:: WORK TO BE COMPLETED ::
Within the listing below, the lines to output run from the one containing "slice.iter().sum::<f64>() / slice.len()" through the one containing "pub fn minor_resistance(bars: &[Bar])"; copy them exactly and nothing else.

DATA EXTRACT section start

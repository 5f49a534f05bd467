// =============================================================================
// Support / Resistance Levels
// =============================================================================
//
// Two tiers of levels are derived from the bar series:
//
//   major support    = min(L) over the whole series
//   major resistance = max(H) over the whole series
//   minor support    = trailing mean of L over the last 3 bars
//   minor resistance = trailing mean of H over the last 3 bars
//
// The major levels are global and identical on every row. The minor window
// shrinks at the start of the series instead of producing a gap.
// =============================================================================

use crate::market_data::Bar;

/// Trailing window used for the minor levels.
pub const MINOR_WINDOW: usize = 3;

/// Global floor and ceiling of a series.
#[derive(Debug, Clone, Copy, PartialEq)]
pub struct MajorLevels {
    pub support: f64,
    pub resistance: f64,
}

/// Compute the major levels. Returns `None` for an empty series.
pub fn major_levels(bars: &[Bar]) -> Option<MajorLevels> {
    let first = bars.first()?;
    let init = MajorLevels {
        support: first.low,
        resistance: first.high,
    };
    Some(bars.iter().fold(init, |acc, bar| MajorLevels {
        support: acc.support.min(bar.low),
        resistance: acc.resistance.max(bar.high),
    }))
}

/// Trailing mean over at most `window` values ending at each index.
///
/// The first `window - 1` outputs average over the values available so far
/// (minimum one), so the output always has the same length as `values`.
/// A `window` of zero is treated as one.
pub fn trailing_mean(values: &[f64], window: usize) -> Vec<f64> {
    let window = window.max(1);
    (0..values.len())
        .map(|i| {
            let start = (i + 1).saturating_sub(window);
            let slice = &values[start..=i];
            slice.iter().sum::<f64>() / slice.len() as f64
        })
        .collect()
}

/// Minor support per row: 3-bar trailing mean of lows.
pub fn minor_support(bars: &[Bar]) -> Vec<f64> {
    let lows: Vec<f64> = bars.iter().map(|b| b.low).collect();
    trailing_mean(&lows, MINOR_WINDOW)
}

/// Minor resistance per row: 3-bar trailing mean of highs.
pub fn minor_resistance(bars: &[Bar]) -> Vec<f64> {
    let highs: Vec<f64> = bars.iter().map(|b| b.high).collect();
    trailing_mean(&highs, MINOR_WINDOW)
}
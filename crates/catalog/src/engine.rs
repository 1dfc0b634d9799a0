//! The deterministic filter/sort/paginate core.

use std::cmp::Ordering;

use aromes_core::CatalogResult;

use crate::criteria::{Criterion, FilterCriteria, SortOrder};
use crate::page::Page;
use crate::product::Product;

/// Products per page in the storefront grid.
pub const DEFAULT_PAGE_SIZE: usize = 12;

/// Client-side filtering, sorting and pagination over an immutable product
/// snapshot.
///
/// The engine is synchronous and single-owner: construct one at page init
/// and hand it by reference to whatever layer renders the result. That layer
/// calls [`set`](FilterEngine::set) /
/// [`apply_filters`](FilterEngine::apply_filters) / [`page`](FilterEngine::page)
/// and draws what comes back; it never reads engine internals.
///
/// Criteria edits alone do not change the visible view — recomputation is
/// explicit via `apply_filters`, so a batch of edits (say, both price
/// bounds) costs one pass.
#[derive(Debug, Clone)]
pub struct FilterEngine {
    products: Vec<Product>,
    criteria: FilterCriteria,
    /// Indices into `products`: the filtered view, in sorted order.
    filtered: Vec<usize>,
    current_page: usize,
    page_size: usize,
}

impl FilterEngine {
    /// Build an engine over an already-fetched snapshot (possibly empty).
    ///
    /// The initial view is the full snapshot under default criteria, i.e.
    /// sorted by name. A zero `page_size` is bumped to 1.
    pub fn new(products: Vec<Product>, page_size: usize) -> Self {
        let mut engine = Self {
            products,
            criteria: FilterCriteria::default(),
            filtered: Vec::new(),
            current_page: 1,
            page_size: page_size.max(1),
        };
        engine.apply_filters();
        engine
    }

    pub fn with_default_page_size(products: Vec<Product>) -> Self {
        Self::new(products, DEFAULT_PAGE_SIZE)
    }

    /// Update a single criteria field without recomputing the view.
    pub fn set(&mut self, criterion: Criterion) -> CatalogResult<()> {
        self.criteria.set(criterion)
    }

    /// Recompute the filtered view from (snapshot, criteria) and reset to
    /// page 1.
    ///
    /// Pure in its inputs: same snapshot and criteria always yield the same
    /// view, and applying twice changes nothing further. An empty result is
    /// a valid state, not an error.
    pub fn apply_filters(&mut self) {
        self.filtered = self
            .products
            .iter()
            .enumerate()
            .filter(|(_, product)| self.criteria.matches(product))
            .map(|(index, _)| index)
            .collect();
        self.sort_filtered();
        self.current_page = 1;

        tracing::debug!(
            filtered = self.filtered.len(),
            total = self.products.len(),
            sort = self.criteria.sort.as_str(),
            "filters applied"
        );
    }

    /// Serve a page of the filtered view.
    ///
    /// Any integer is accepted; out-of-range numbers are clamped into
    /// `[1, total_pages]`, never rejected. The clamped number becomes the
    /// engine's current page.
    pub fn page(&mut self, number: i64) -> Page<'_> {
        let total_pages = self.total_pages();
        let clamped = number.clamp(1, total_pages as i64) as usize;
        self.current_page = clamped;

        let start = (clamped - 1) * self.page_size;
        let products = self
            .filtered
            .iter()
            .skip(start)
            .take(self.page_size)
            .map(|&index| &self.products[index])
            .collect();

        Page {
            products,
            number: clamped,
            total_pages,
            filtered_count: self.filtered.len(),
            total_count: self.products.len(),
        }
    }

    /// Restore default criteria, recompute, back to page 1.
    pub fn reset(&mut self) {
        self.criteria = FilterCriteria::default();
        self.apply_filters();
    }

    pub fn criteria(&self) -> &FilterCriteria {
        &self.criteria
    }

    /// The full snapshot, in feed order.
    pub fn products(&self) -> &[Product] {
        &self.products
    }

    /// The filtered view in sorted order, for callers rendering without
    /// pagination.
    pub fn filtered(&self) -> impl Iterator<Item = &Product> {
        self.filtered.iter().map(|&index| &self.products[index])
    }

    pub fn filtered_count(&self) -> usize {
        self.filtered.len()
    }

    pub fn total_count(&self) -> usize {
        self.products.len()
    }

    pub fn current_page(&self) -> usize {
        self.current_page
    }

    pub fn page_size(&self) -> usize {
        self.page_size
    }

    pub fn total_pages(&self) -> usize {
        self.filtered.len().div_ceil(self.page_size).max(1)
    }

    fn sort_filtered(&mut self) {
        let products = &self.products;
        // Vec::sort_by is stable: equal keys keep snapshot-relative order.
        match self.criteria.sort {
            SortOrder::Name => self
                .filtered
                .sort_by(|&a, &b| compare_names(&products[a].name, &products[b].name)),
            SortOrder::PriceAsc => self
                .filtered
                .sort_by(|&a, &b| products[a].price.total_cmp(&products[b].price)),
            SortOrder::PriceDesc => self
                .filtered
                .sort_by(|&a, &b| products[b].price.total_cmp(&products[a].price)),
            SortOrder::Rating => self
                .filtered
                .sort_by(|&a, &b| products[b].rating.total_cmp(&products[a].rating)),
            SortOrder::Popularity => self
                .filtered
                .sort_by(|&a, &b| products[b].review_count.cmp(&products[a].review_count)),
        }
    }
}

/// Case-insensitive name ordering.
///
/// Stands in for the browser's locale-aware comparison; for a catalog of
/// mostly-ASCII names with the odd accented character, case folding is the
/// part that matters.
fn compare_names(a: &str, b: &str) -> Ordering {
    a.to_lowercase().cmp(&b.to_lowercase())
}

DATA EXTRACT section end

:: OUTPUT OF THE EXERCISE ::
            slice.iter().sum::<f64>() / slice.len() as f64
        })
        .collect()
}

/// Minor support per row: 3-bar trailing mean of lows.
pub fn minor_support(bars: &[Bar]) -> Vec<f64> {
    let lows: Vec<f64> = bars.iter().map(|b| b.low).collect();
    trailing_mean(&lows, MINOR_WINDOW)
}

/// Minor resistance per row: 3-bar trailing mean of highs.
pub fn minor_resistance(bars: &[Bar]) -> Vec<f64> {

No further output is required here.